In the present study we addressed the contribution of the two interleukin 2 (IL2) pathway SNPs—specifically, rs743777 located in IL2RB and rs2104286 in IL2RA—to the risk of RA in an independent Dutch case-control study. This is of relevance not only because additional replication would strengthen the putative contribution of IL2 receptor-positive cells to RA, but also because only a trend towards association for the IL2RA SNP was observed after correction for multiple testing using the Bonferroni method (p<0.005).

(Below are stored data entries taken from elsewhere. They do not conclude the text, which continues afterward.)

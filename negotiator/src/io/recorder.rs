//! Fire-and-forget recording of one session's records.
//!
//! The loop hands records to a [`SessionRecorder`] without waiting. A
//! background task drains them into the gateway one at a time, which keeps a
//! session's records in causal order while never blocking the negotiation.
//! Failures are logged and counted in [`PersistenceStats`].

use std::sync::Arc;
use std::sync::atomic::{AtomicU64, Ordering};

use serde::Serialize;
use tokio::sync::mpsc;
use tokio::task::JoinHandle;
use tracing::{debug, warn};

use crate::core::types::{NegotiationMessage, NegotiationSession};
use crate::io::persistence::{MessageRecord, PersistenceGateway, PersistenceRecord, SessionRecord};

/// Counters shared by every recorder of a process.
#[derive(Debug, Default)]
pub struct PersistenceStats {
    records_written: AtomicU64,
    failures: AtomicU64,
}

#[derive(Debug, Clone, Copy, PartialEq, Eq, Serialize)]
pub struct PersistenceStatsSnapshot {
    pub records_written: u64,
    pub failures: u64,
}

impl PersistenceStats {
    pub fn snapshot(&self) -> PersistenceStatsSnapshot {
        PersistenceStatsSnapshot {
            records_written: self.records_written.load(Ordering::Relaxed),
            failures: self.failures.load(Ordering::Relaxed),
        }
    }
}

/// Handle the loop uses to queue records for its session.
#[derive(Debug, Clone)]
pub struct SessionRecorder {
    session_id: String,
    tx: mpsc::UnboundedSender<PersistenceRecord>,
}

impl SessionRecorder {
    /// Spawn the drain task for `session_id`.
    ///
    /// The task ends once every recorder clone is dropped and the queue is
    /// empty; awaiting the handle waits for all queued writes.
    pub fn spawn(
        session_id: &str,
        gateway: Arc<dyn PersistenceGateway>,
        stats: Arc<PersistenceStats>,
    ) -> (Self, JoinHandle<()>) {
        let (tx, mut rx) = mpsc::unbounded_channel::<PersistenceRecord>();
        let task_session_id = session_id.to_string();
        let handle = tokio::spawn(async move {
            while let Some(record) = rx.recv().await {
                match gateway.append(&record).await {
                    Ok(()) => {
                        stats.records_written.fetch_add(1, Ordering::Relaxed);
                    }
                    Err(err) => {
                        stats.failures.fetch_add(1, Ordering::Relaxed);
                        warn!(
                            session_id = %task_session_id,
                            record = record_kind(&record),
                            error = %format!("{err:#}"),
                            "persistence write failed"
                        );
                    }
                }
            }
            debug!(session_id = %task_session_id, "recorder drained");
        });
        (
            Self {
                session_id: session_id.to_string(),
                tx,
            },
            handle,
        )
    }

    pub fn session_id(&self) -> &str {
        &self.session_id
    }

    pub fn record_session(&self, session: &NegotiationSession) {
        self.enqueue(PersistenceRecord::Session(SessionRecord::from(session)));
    }

    pub fn record_message(&self, message: &NegotiationMessage) {
        self.enqueue(PersistenceRecord::Message(MessageRecord::new(
            &self.session_id,
            message,
        )));
    }

    fn enqueue(&self, record: PersistenceRecord) {
        if self.tx.send(record).is_err() {
            warn!(session_id = %self.session_id, "recorder task gone, record dropped");
        }
    }
}

fn record_kind(record: &PersistenceRecord) -> &'static str {
    match record {
        PersistenceRecord::Session(_) => "session",
        PersistenceRecord::Message(_) => "message",
    }
}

A total of 616 Dutch patients and 545 healthy ethnically- and geographically-matched controls were genotyped by allele-specific kinetic PCR as previously described.10 In this study a significant association with RA was observed for both rs743777 and rs2104286 (OR 1.26, 95% CI 1.06 to 1.50, p = 0.009 and OR 0.81, 95% CI 0.67 to 0.98, p = 0.026 respectively; table 1). Combining the data from our study with the UK data strengthened the evidence for an association (rs743444: OR 1.12, 95% CI 1.06 to 1.18, p = 8.6×10−6; rs2104286: OR 0.92, 95% CI 0.87 to 0.97, p = 1.2×10−3; table 1). To bypass the phenomenon of the “winner’s curse”, in which effect sizes are often overestimated in the original study,13 we opted to analyse the data without the original WTCCC data to provide an estimate of the most likely effect size.
In conclusion, this study provides additional evidence for the association of IL2RB and IL2RA with RA by independent replication in a Dutch population, underlining the importance of the IL2 pathway in RA. Recently, the IL2RA region was also found to be associated with other autoimmune diseases11 12—specifically, multiple sclerosis and type 1 diabetes—which suggests a possible common functional pathway.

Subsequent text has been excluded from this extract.